Pasión por las vaquillas de carnaval

Colas ayer en Tolosa para las entradas de las vaquillas de carnaval. Mucha gente aguardó horas. / ROYO
Colas ayer en Tolosa para las entradas de las vaquillas de carnaval. Mucha gente aguardó horas. / ROYO

En Tolosa, la gente madruga y espera horas y horas frente a la taquilla para adquirir las entradas para la plaza de toros

JUANMA GOÑI TOLOSA.

En Tolosa, todos los años por estas fechas, muchas personas madrugan para apostarse junto a la taquilla del cine Leidor desde muy tempranas horas. Esperan pacientemente a que la abran, a las cuatro de la tarde, porque no quieren quedarse sin algunas de las entradas que se ponen a la venta. Y no se trata de localidades caras para ver algún concierto de un cantante famoso, sino de otras mucho más baratas. De hecho, sólo cuestan dos euros, pero permiten asistir a las tradicionales vaquillas de los Iñauteriak en la plaza de toros. Y éstas son palabras mayores para los tolosarras y su carnaval.

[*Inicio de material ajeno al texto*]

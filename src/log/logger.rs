use crate::{
    config::Config,
    log::{log_level::LogLevel, log_msg::LogMsg, logger_handle::LoggerHandle},
};

use std::{
    fs::{self, OpenOptions},
    io::{self, BufWriter, Write},
    path::{Path, PathBuf},
    sync::{
        Arc,
        mpsc::{self, TrySendError},
    },
    thread,
    time::{SystemTime, UNIX_EPOCH},
};

// -----------------------------------------------------------------------------
// COMPILE-TIME CONFIGURATION
// -----------------------------------------------------------------------------

/// Flush to disk every 100 lines if debugging/tracing (to see crashes near real-time).
#[cfg(feature = "log-debug")]
const FLUSH_BATCH_SIZE: u32 = 100;

/// Flush to disk every 1000 lines in production/default (to save I/O & CPU).
#[cfg(not(feature = "log-debug"))]
const FLUSH_BATCH_SIZE: u32 = 1_000;

// -----------------------------------------------------------------------------

/// Bounded, non-blocking logger that writes to a per-process log file.
///
/// This struct manages a background worker thread that consumes log messages
/// from a bounded channel and writes them to a file. It also provides a
/// secondary "sampled" channel (`ui_log_rx`) to feed a subset of logs to a UI
/// without overwhelming it.
///
/// # Architecture
///
/// 1. **Producers**: Application threads call `try_log`.
/// 2. **Queue**: A bounded `mpsc` channel buffers messages.
/// 3. **Consumer**: A dedicated background thread writes to disk and flushes periodically.
/// 4. **Sampler**: The background thread forwards a sample of logs to the UI channel.
pub struct Logger {
    handle: LoggerHandle,
    ui_log_rx: std::sync::mpsc::Receiver<String>,
    _thread: Option<std::thread::JoinHandle<()>>,
    file_path: std::path::PathBuf,
}

impl Logger {
    /// Initializes the logger from application configuration.
    ///
    /// Reads the `[Logging]` section: `log_filename` prefixes the log file
    /// name, `log_path` overrides the default `logs/` directory next to the
    /// executable.
    #[must_use]
    pub fn start_app(cap: usize, ui_cap: usize, sample_every: u32, config: Arc<Config>) -> Self {
        let app_name = config.get_non_empty("Logging", "log_filename");

        if let Some(dir_str) = config.get_non_empty("Logging", "log_path") {
            let dir = expand_path(dir_str);
            Self::start_in_dir(dir, app_name, cap, ui_cap, sample_every)
        } else {
            Self::start_default(app_name, cap, ui_cap, sample_every)
        }
    }

    /// Creates a `logs/` directory next to the executable and starts the logger there.
    #[must_use]
    pub fn start_default(
        app_name: Option<&str>,
        cap: usize,
        ui_cap: usize,
        sample_every: u32,
    ) -> Self {
        let base = exe_dir_fallback_cwd().join("logs");
        Self::start_in_dir(base, app_name, cap, ui_cap, sample_every)
    }

    /// Starts the logger in a specific directory.
    ///
    /// This function:
    /// 1. Creates the target directory if it is missing.
    /// 2. Generates a unique filename based on the timestamp and process ID (PID).
    /// 3. Spawns the background worker thread.
    ///
    /// # Arguments
    ///
    /// * `dir` - The directory where the log file will be created.
    /// * `app_name` - Optional prefix for the log filename.
    /// * `cap` - Capacity of the main log channel (backpressure buffer).
    /// * `ui_cap` - Capacity of the UI sampling channel.
    /// * `sample_every` - Only 1 out of every N info/debug messages is sent to the UI.
    pub fn start_in_dir<D: AsRef<Path>>(
        dir: D,
        app_name: Option<&str>,
        cap: usize,
        ui_cap: usize,
        sample_every: u32,
    ) -> Self {
        let dir = dir.as_ref().to_path_buf();
        let _ = fs::create_dir_all(&dir);

        // Avoid potential modulo-by-zero later.
        let sample_every = sample_every.max(1);

        let secs = SystemTime::now()
            .duration_since(UNIX_EPOCH)
            .unwrap_or_default()
            .as_secs();
        let pid = std::process::id();

        let fname = if let Some(name) = app_name {
            format!("{name}-{secs}-pid{pid}.log")
        } else {
            format!("{secs}-pid{pid}.log")
        };

        let file_path = dir.join(&fname);

        let (tx, rx) = mpsc::sync_channel::<LogMsg>(cap);
        let (ui_tx, ui_rx) = mpsc::sync_channel::<String>(ui_cap);

        let handle_for_field = LoggerHandle { tx };

        let file_path_clone = file_path.clone();

        let _thread = thread::Builder::new()
            .name("logger-worker".into())
            .spawn(move || {
                // Try target file -> temp file -> sink (never panic).
                let writer: Box<dyn Write + Send> = if let Ok(f) = OpenOptions::new()
                    .create(true)
                    .append(true)
                    .open(&file_path_clone)
                {
                    Box::new(f)
                } else {
                    let fallback = std::env::temp_dir().join("rustybabel-fallback.log");
                    match OpenOptions::new().create(true).append(true).open(&fallback) {
                        Ok(f) => Box::new(f),
                        Err(_) => Box::new(io::sink()),
                    }
                };

                let mut out: BufWriter<Box<dyn Write + Send>> = BufWriter::new(writer);

                let mut n: u32 = 0;
                let mut lines_written: u32 = 0;
                let mut dropped_to_ui: usize = 0;

                while let Ok(m) = rx.recv() {
                    let _ = writeln!(&mut out, "[{:?}] {} | {}", m.level, m.ts_ms, m.text);
                    lines_written = lines_written.wrapping_add(1);

                    // Flush periodically to ensure data persists on crash.
                    if lines_written.is_multiple_of(FLUSH_BATCH_SIZE) {
                        let _ = out.flush();
                    }

                    // Determine if this message should be forwarded to the UI.
                    // Warn/Error are always forwarded; others are sampled.
                    let forward = matches!(m.level, LogLevel::Warn | LogLevel::Error) || {
                        n = n.wrapping_add(1);
                        n.is_multiple_of(sample_every)
                    };

                    if forward
                        && ui_tx
                            .try_send(format!("[{:?}] {}", m.level, m.text))
                            .is_err()
                    {
                        dropped_to_ui += 1;
                    }

                    // Report dropped UI messages if the queue is backing up.
                    if dropped_to_ui >= 10 {
                        let _ = ui_tx.try_send(format!(
                            "(logger) UI log queue dropped {dropped_to_ui} lines"
                        ));
                        dropped_to_ui = 0;
                    }
                }

                let _ = out.flush();
            })
            .ok();

        Self {
            handle: handle_for_field,
            ui_log_rx: ui_rx,
            _thread,
            file_path,
        }
    }

    /// Attempts to enqueue a log message without blocking the current thread.
    ///
    /// If the internal queue is full, the message is **dropped** and an error
    /// is returned. This function never blocks.
    ///
    /// # Errors
    /// Returns a [`TrySendError<LogMsg>`] when the internal queue was full and
    /// the message was **not sent**.
    pub fn try_log<S: Into<String>>(
        &self,
        level: LogLevel,
        text: S,
        target: &'static str,
    ) -> Result<(), TrySendError<LogMsg>> {
        self.handle.try_log(level, text, target)
    }

    /// Returns a cloneable handle to the logger sink.
    ///
    /// Useful for passing the logging capability to other modules or threads
    /// without transferring ownership of the main `Logger` struct.
    #[must_use]
    pub fn handle(&self) -> LoggerHandle {
        self.handle.clone()
    }

    /// Attempts to retrieve one sampled log line for UI display.
    ///
    /// Returns `None` if the UI channel is empty.
    #[must_use]
    pub fn try_recv_ui(&self) -> Option<String> {
        self.ui_log_rx.try_recv().ok()
    }

    /// Returns the path of the active log file.
    #[must_use]
    pub fn file_path(&self) -> &Path {
        &self.file_path
    }
}

/// Locates the `logs` directory next to the executable (target/{debug,release}),
/// or falls back to the current working directory on error.
fn exe_dir_fallback_cwd() -> PathBuf {
    std::env::current_exe()
        .ok()
        .and_then(|p| p.parent().map(Path::to_path_buf))
        .unwrap_or_else(|| std::env::current_dir().unwrap_or_else(|_| PathBuf::from(".")))
}

/// Expands tilde (`~`) in file paths to the user's home directory.
fn expand_path(path_str: &str) -> PathBuf {
    if path_str.starts_with("~") {
        let home = std::env::var("HOME")
            .or_else(|_| std::env::var("USERPROFILE"))
            .ok()
            .map(PathBuf::from);

        if let Some(mut home_path) = home {
            if path_str == "~" {
                return home_path;
            }
            if path_str.starts_with("~/") || path_str.starts_with("~\\") {
                home_path.push(&path_str[2..]);
                return home_path;
            }
        }
    }
    PathBuf::from(path_str)
}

Todos los años se repite la misma historia. «Si no eres de Tolosa, es difícil entenderlo», comentaba una mujer que había llegado a la taquilla a las cinco de la mañana. «En realidad, todo esto lo hacemos por nuestros hijos. Ellos están en el colegio y no pueden venir. ¡Les gusta tanto!, es su momento del carnaval», señalaba otra madre.

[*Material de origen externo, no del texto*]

/// Orchestrator of one live translation session.
///
/// Owns the capture source, the channel connector and, while a session is
/// active, the playback clock and the active-source set. The two pipeline
/// directions — capture→encode→send and receive→decode→schedule — are
/// multiplexed onto a single event-loop thread; ordering holds within each
/// flow, not between them.
///
/// Exactly one session runs at a time: `start` tears down any active
/// session before opening a new one, and every exit path (user stop,
/// engine close, fatal error) releases all resources and rests at
/// [`SessionState::Idle`].
pub struct LiveSession {
    logger: Arc<dyn LogSink>,
    cfg: LiveSessionConfig,
    capture: Arc<Mutex<Box<dyn CaptureSource>>>,
    connector: Arc<Mutex<Box<dyn ChannelConnector>>>,
    state: Arc<Mutex<SessionState>>,
    transcript: Arc<Mutex<TranscriptLog>>,
    run_flag: Arc<AtomicBool>,
    notice_tx: Sender<SessionNotice>,
    notice_rx: Receiver<SessionNotice>,
    loop_handle: Option<JoinHandle<()>>,
}

impl LiveSession {
    #[must_use]
    pub fn new(
        capture: Box<dyn CaptureSource>,
        connector: Box<dyn ChannelConnector>,
        logger: Arc<dyn LogSink>,
        cfg: LiveSessionConfig,
    ) -> Self {
        let (notice_tx, notice_rx) = mpsc::channel();
        Self {
            logger,
            cfg,
            capture: Arc::new(Mutex::new(capture)),
            connector: Arc::new(Mutex::new(connector)),
            state: Arc::new(Mutex::new(SessionState::Idle)),
            transcript: Arc::new(Mutex::new(TranscriptLog::default())),
            run_flag: Arc::new(AtomicBool::new(false)),
            notice_tx,
            notice_rx,
            loop_handle: None,
        }
    }

    /// Starts a session translating into `target_language` (empty name:
    /// configured default). Any active session is torn down first.
    ///
    /// Opening the devices and the channel happens on the session's own
    /// event-loop thread; failures surface through [`Self::poll_notices`]
    /// and the state, which comes to rest at `Idle`.
    pub fn start(&mut self, target_language: &str) {
        self.stop();

        let target = if target_language.is_empty() {
            self.cfg
                .default_target_language
                .clone()
                .unwrap_or_else(|| DEFAULT_TARGET_LANGUAGE.to_string())
        } else {
            target_language.to_string()
        };

        // Fresh token per attempt; tags log lines so stale worker output
        // cannot be mistaken for the current session's.
        let session_id = OsRng.next_u64();

        set_state(&self.state, &self.notice_tx, SessionState::Connecting);
        self.run_flag.store(true, Ordering::SeqCst);

        let args = SessionLoopArgs {
            logger: self.logger.clone(),
            capture: Arc::clone(&self.capture),
            connector: Arc::clone(&self.connector),
            state: Arc::clone(&self.state),
            transcript: Arc::clone(&self.transcript),
            run_flag: Arc::clone(&self.run_flag),
            notice_tx: self.notice_tx.clone(),
            output_device: self.cfg.output_device.clone(),
            target_language: target,
            session_id,
        };

        self.loop_handle = thread::Builder::new()
            .name("babel-session".into())
            .spawn(move || run_session_loop(args))
            .ok();
    }

    /// Stops the session and releases every resource opened since the last
    /// start. Safe from any state: stopping twice, or without a prior
    /// start, is a no-op.
    pub fn stop(&mut self) {
        self.run_flag.store(false, Ordering::SeqCst);
        if let Some(handle) = self.loop_handle.take() {
            let _ = handle.join();
        }
    }

    /// Current lifecycle state.
    #[must_use]
    pub fn state(&self) -> SessionState {
        self.state.lock().map(|g| *g).unwrap_or(SessionState::Failed)
    }

    /// User-facing status string for the current state.
    #[must_use]
    pub fn status(&self) -> String {
        self.state().to_string()
    }

    /// Copies the retained transcript entries, oldest first.
    #[must_use]
    pub fn transcript_snapshot(&self) -> Vec<TranscriptEntry> {
        self.transcript
            .lock()
            .map(|g| g.snapshot())
            .unwrap_or_default()
    }

    /// Drains pending state-change and error notices.
    pub fn poll_notices(&self) -> Vec<SessionNotice> {
        let mut out = Vec::new();
        while let Ok(notice) = self.notice_rx.try_recv() {
            out.push(notice);
        }
        out
    }
}

impl Drop for LiveSession {
    fn drop(&mut self) {
        self.stop();
    }
}

fn set_state(
    state: &Arc<Mutex<SessionState>>,
    notice_tx: &Sender<SessionNotice>,
    next: SessionState,
) {
    if let Ok(mut guard) = state.lock() {
        *guard = next;
    }
    let _ = notice_tx.send(SessionNotice::StateChanged(next));
}

struct SessionLoopArgs {
    logger: Arc<dyn LogSink>,
    capture: Arc<Mutex<Box<dyn CaptureSource>>>,
    connector: Arc<Mutex<Box<dyn ChannelConnector>>>,
    state: Arc<Mutex<SessionState>>,
    transcript: Arc<Mutex<TranscriptLog>>,
    run_flag: Arc<AtomicBool>,
    notice_tx: Sender<SessionNotice>,
    output_device: Option<String>,
    target_language: String,
    session_id: u64,
}

/// One session from Connecting to Idle: opens capture, the playback clock
/// and the channel, pumps both event flows through the state machine, and
/// performs the ordered release on every exit path.
fn run_session_loop(args: SessionLoopArgs) {
    let SessionLoopArgs {
        logger,
        capture,
        connector,
        state,
        transcript,
        run_flag,
        notice_tx,
        output_device,
        target_language,
        session_id,
    } = args;

    sink_info!(
        logger,
        "[Session:{:08x}] connecting (target language: {})",
        session_id,
        target_language
    );

    // Capture opens first. Frames produced before the channel confirms open
    // are dropped, not queued.
    let (cap_tx, cap_rx) = mpsc::sync_channel::<CaptureEvent>(CAPTURE_QUEUE_FRAMES);
    let capture_res = match capture.lock() {
        Ok(mut cap) => cap.start(cap_tx),
        Err(_) => Err(CaptureError::Runtime("capture lock poisoned".into())),
    };
    if let Err(e) = capture_res {
        if let Ok(mut cap) = capture.lock() {
            cap.stop();
        }
        fail_connecting(
            &logger,
            &state,
            &notice_tx,
            session_id,
            format!("capture open failed: {e}"),
        );
        return;
    }

    // Playback clock. The scheduler's cursor starts at the clock's origin.
    let scheduler = Arc::new(Mutex::new(PlaybackScheduler::new(PLAYBACK_SAMPLE_RATE)));
    let playback_running = Arc::new(AtomicBool::new(true));
    let playback_handle = spawn_playback_worker(
        logger.clone(),
        output_device,
        Arc::clone(&scheduler),
        Arc::clone(&playback_running),
    );

    // Channel handshake. The Open confirmation arrives as an event.
    let (chan_tx, chan_rx) = mpsc::channel::<ChannelEvent>();
    let connect_res = match connector.lock() {
        Ok(mut conn) => conn.connect(&target_language, chan_tx),
        Err(_) => Err(ChannelError::Connect("connector lock poisoned".into())),
    };
    let channel = match connect_res {
        Ok(ch) => ch,
        Err(e) => {
            if let Ok(mut cap) = capture.lock() {
                cap.stop();
            }
            playback_running.store(false, Ordering::SeqCst);
            if let Some(handle) = playback_handle {
                let _ = handle.join();
            }
            fail_connecting(
                &logger,
                &state,
                &notice_tx,
                session_id,
                format!("channel connect failed: {e}"),
            );
            return;
        }
    };

    let mut core = SessionCore::new(
        logger.clone(),
        session_id,
        Arc::clone(&state),
        Arc::clone(&transcript),
        Arc::clone(&scheduler),
        channel,
        notice_tx.clone(),
    );

    // Closing is the default exit (user stop); fatal events override it.
    let mut exit_state = SessionState::Closing;

    while run_flag.load(Ordering::SeqCst) {
        // Outbound flow: capture order is send order.
        match cap_rx.recv_timeout(CAPTURE_POLL) {
            Ok(ev) => {
                if let LoopControl::Shutdown(s) = core.on_event(SessionEvent::Capture(ev)) {
                    exit_state = s;
                    break;
                }
            }
            Err(RecvTimeoutError::Timeout) => {}
            Err(RecvTimeoutError::Disconnected) => {
                core.fail("capture worker disconnected".into());
                exit_state = SessionState::Failed;
                break;
            }
        }

        // Inbound flow: arrival order is scheduling order.
        match chan_rx.recv_timeout(CHANNEL_POLL) {
            Ok(ev) => {
                if let LoopControl::Shutdown(s) = core.on_event(SessionEvent::Channel(ev)) {
                    exit_state = s;
                    break;
                }
            }
            Err(RecvTimeoutError::Timeout) => {}
            Err(RecvTimeoutError::Disconnected) => {
                core.fail("channel event stream disconnected".into());
                exit_state = SessionState::Failed;
                break;
            }
        }
    }

    // Ordered release, regardless of which step failed: capture, then the
    // playback clock, then the channel. Stale events die with the receivers
    // dropped at the end of this scope.
    if let Ok(mut cap) = capture.lock() {
        cap.stop();
        let dropped = cap.frames_dropped();
        if dropped > 0 {
            sink_info!(
                logger,
                "[Session:{:08x}] dropped {} frames under back-pressure",
                session_id,
                dropped
            );
        }
    }
    playback_running.store(false, Ordering::SeqCst);
    if let Some(handle) = playback_handle {
        let _ = handle.join();
    }
    core.log_summary();
    core.close_channel();

    if exit_state == SessionState::Failed {
        set_state(&state, &notice_tx, SessionState::Failed);
    } else {
        set_state(&state, &notice_tx, SessionState::Closing);
        set_state(&state, &notice_tx, SessionState::Closed);
    }
    set_state(&state, &notice_tx, SessionState::Idle);

    sink_info!(logger, "[Session:{:08x}] idle", session_id);
}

Las vaquillas más populares y demandadas son las del Jueves Gordo. También hay otras el domingo, el lunes y el martes de carnaval, que igualmente llenan la plaza de toros, cuyo aforo es de unas 4.000 personas. El Ayuntamiento establece con mucha antelación la venta 'on line' para distribuir el 70% de las localidades, que se agotan en quince minutos. Para el porcentaje restante determina la venta directa en la taquilla del Leidor. Desde las cuatro de la tarde, hasta que se agoten. Ayer fue el día y hubo gente que acudió ya desde la madrugada provista de mantas, sillas y libros para hacer más llevadera la fría espera. «Es que el año pasado empecé la cola a las nueve y me quedé sin entradas, no quería que me pasara esto», comentaba uno de estos madrugadores. Ayer, las del jueves y lunes se agotaron enseguida. Para el domingo y martes hubo menos problemas. Y todavía un pequeño número de entradas se pondrá a la venta en la misma plaza de toros los días de cada espectáculo.

Todos los integrantes de la fila gestionan su propio sistema de espera y se reparten unos números 'virtuales' según el orden de llegada. «Los respetamos, confiamos en la buena fe de la gente», dicen.

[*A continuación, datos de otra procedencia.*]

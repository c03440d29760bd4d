/// Defines the severity levels for log messages.
#[derive(Clone, Copy, Debug, PartialEq, Eq)]
pub enum LogLevel {
    /// Designates very fine-grained informational events.
    Trace,
    /// Designates fine-grained informational events that are most useful to debug an application.
    Debug,
    /// Designates informational messages that highlight the progress of the application at coarse-grained level.
    Info,
    /// Designates potentially harmful situations.
    Warn,
    /// Designates error events that might still allow the application to continue running.
    Error,
}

¿Y qué es lo que tienen las vaquillas? ¿Merecen tanto la espera? Curiosamente, las respuestas de la gente coinciden bastante. «No es que este acto sea algo impresionante ni vistoso; simplemente, resulta divertido, es tradición en Tolosa, es un acto familiar y a los niños les gusta mucho ir a la plaza. Por mi no lo haría, lo hago por ellos. Se lo pasan en grande viendo como la gente disfrazada sortea a las reses, los revolcones que a veces se producen...». Incluso había una amona sentada en una silla de camping. «Mis hijos están trabajando, he venido muy temprano, no me importa, es para mis nietos». Otra mujer apuntaba una sugerencia. «El Jueves Gordo es el día de los niños. Deberían de repartir las entradas entre los colegios de Tolosa y poner a la venta sólo las de los otros días de carnaval». Y hay quien pedía regular un «sistema de tickets como en la carnicería», aunque éste tampoco evitaría los madrugones.

La imagen de la cola es el reflejo de que Tolosa apura ya la cuenta atrás de su gran fiesta. Dicen que vienen días gélidos y lluviosos. Habrá que disfrazarlos. Y en eso, los tolosarras son unos maestros.